# Measure

In the Lean Six Sigma DEFINE phase, a high-level process map has been developed and the voice of the customer has been collected. In the Lean Six Sigma MEASURE phase, potential root causes for the problem will be determined, data for problem and potential root causes will be collected and the actual process performance will be established. This data will be used in ANALYSE to distinguish between vital few and trivial many root causes – the most important prerequisite for IMPROVE.

The principal task of Lean Six Sigma MEASURE phase is the data collection.

The following list of tasks may not be needed for all Lean Six Sigma projects, on the one hand. On the other hand, some projects may even require additional tasks to be completed. The list of tasks required depends on the problem that needs to be solved and the data that needs to be handled.

## 1. Identify Potential Root Causes

Data for outcome variables (Y) and potential causes (Xs) are normally collected at the same time under the same conditions. In addition, data on stratifying factors, such as time, persons, layer, place and product type, are recorded. The goal of this step is to identify potential causes that should be included in the data collection.

While the outcome variable (Y) or variables (Ys) were determined in the step of understanding the voice of the customer (VOC), variables are to be found as potential causes in the process inputs and process steps. The discovery of these input and process variables is therefore based on the SIPOC or high-level value stream map (VSM) and on the knowledge and experience of the process participants, who are responsible for the process on a daily basis.

### Task 1: Generating a List of Potential Root Causes

Causes for the problem may be due to certain parameters of the process or of the inputs. Since the generation of these parameters cannot usually be automated, the result depends on the completeness of the SIPOC or VSM as well as the presence of employees who are familiar with the process. Process step for process step, the question is posed as to whether the respective step can affect the result, i.e. whether the corresponding step can be the cause of the problem.

In principle, two main categories of parameters can be used.

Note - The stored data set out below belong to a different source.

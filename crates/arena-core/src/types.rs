//! Fundamental geometric and simulation types.

use std::ops::{Add, AddAssign, Mul, Neg, Sub};

use serde::{Deserialize, Serialize};

/// 3D vector in arena space (world units).
/// x = East, y = Up, z = South. The floor is the y = 0 plane, so
/// "forward" for a freshly spawned player is -z.
#[derive(Debug, Clone, Copy, Default, PartialEq, Serialize, Deserialize)]
pub struct Vector3 {
    pub x: f64,
    pub y: f64,
    pub z: f64,
}

/// Simulation time tracking.
#[derive(Debug, Clone, Copy, Default, PartialEq, Serialize, Deserialize)]
pub struct SimTime {
    /// Current tick number (increments by 1 each tick).
    pub tick: u64,
    /// Elapsed simulation time in seconds.
    pub elapsed_secs: f64,
}

/// A static axis-aligned box the player and enemies cannot walk through.
#[derive(Debug, Clone, Copy, PartialEq, Serialize, Deserialize)]
pub struct Obstacle {
    /// Center of the box.
    pub position: Vector3,
    /// Full edge lengths along each axis.
    pub size: Vector3,
}

impl Vector3 {
    pub const ZERO: Vector3 = Vector3::new(0.0, 0.0, 0.0);

    pub const fn new(x: f64, y: f64, z: f64) -> Self {
        Self { x, y, z }
    }

    pub fn scale(&self, factor: f64) -> Vector3 {
        Vector3::new(self.x * factor, self.y * factor, self.z * factor)
    }

    /// Magnitude (distance from the origin).
    pub fn length(&self) -> f64 {
        self.length_squared().sqrt()
    }

    pub fn length_squared(&self) -> f64 {
        self.x * self.x + self.y * self.y + self.z * self.z
    }

    /// Euclidean distance to another point.
    pub fn distance(&self, other: &Vector3) -> f64 {
        (*self - *other).length()
    }

    /// Unit vector in the same direction, or `None` for a zero-length vector.
    pub fn try_normalize(&self) -> Option<Vector3> {
        let len = self.length();
        if len > f64::EPSILON && len.is_finite() {
            Some(self.scale(1.0 / len))
        } else {
            None
        }
    }

    /// Unit vector in the same direction; zero stays zero.
    pub fn normalize(&self) -> Vector3 {
        self.try_normalize().unwrap_or(Vector3::ZERO)
    }

    pub fn is_finite(&self) -> bool {
        self.x.is_finite() && self.y.is_finite() && self.z.is_finite()
    }
}

impl Add for Vector3 {
    type Output = Vector3;

    fn add(self, rhs: Vector3) -> Vector3 {
        Vector3::new(self.x + rhs.x, self.y + rhs.y, self.z + rhs.z)
    }
}

impl AddAssign for Vector3 {
    fn add_assign(&mut self, rhs: Vector3) {
        *self = *self + rhs;
    }
}

impl Sub for Vector3 {
    type Output = Vector3;

    fn sub(self, rhs: Vector3) -> Vector3 {
        Vector3::new(self.x - rhs.x, self.y - rhs.y, self.z - rhs.z)
    }
}

impl Mul<f64> for Vector3 {
    type Output = Vector3;

    fn mul(self, rhs: f64) -> Vector3 {
        self.scale(rhs)
    }
}

impl Neg for Vector3 {
    type Output = Vector3;

    fn neg(self) -> Vector3 {
        self.scale(-1.0)
    }
}

impl Obstacle {
    pub fn new(position: Vector3, size: Vector3) -> Self {
        Self { position, size }
    }

    /// Half the edge length along each axis.
    pub fn half_extents(&self) -> Vector3 {
        self.size.scale(0.5)
    }
}

impl SimTime {
    /// Seconds per tick at the default tick rate.
    pub fn dt(&self) -> f64 {
        crate::constants::DT
    }

    /// Advance by one tick.
    pub fn advance(&mut self) {
        self.tick += 1;
        self.elapsed_secs += self.dt();
    }

    /// Simulation clock in whole milliseconds, derived from the tick count.
    pub fn now_millis(&self) -> u64 {
        self.tick * 1000 / crate::constants::TICK_RATE as u64
    }
}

The first category deals with the time required for certain steps. This category is important when the problem is time-relevant such as “late delivery” or turn-around-time. The second category includes errors in process steps or inputs, which always play a greater role when the problem manifests itself in errors such as “wrong location”. Both categories are strongly linked. For instance, errors in process steps can lead to internal post-processing and thus to longer turn-around-time.

### Task 2: Grouping Potential Causes and Identifying Drivers

The result of Task 1 is a list of potential causes of error (Xs), which should be classified into categories in order to get an overview on the one hand, and to check completeness on the other. Both standard categories such as Machine, Method, Material, Men (human) and Mother Nature or project-specific categories can be used. The standard categories have proven to be advantageous when checking for completeness.

For this purpose, a fish bone diagram is recorded on a sufficiently large writing surface formed by a wall, a white board or several flipchart sheets combined. In the head of the fish, the problem named in the project charter is displayed. A process output variable (Y, CTQ) should be used. Business cases such as the loss of customers or customer-related measures such as customer satisfaction should not be shown in the head of the fish.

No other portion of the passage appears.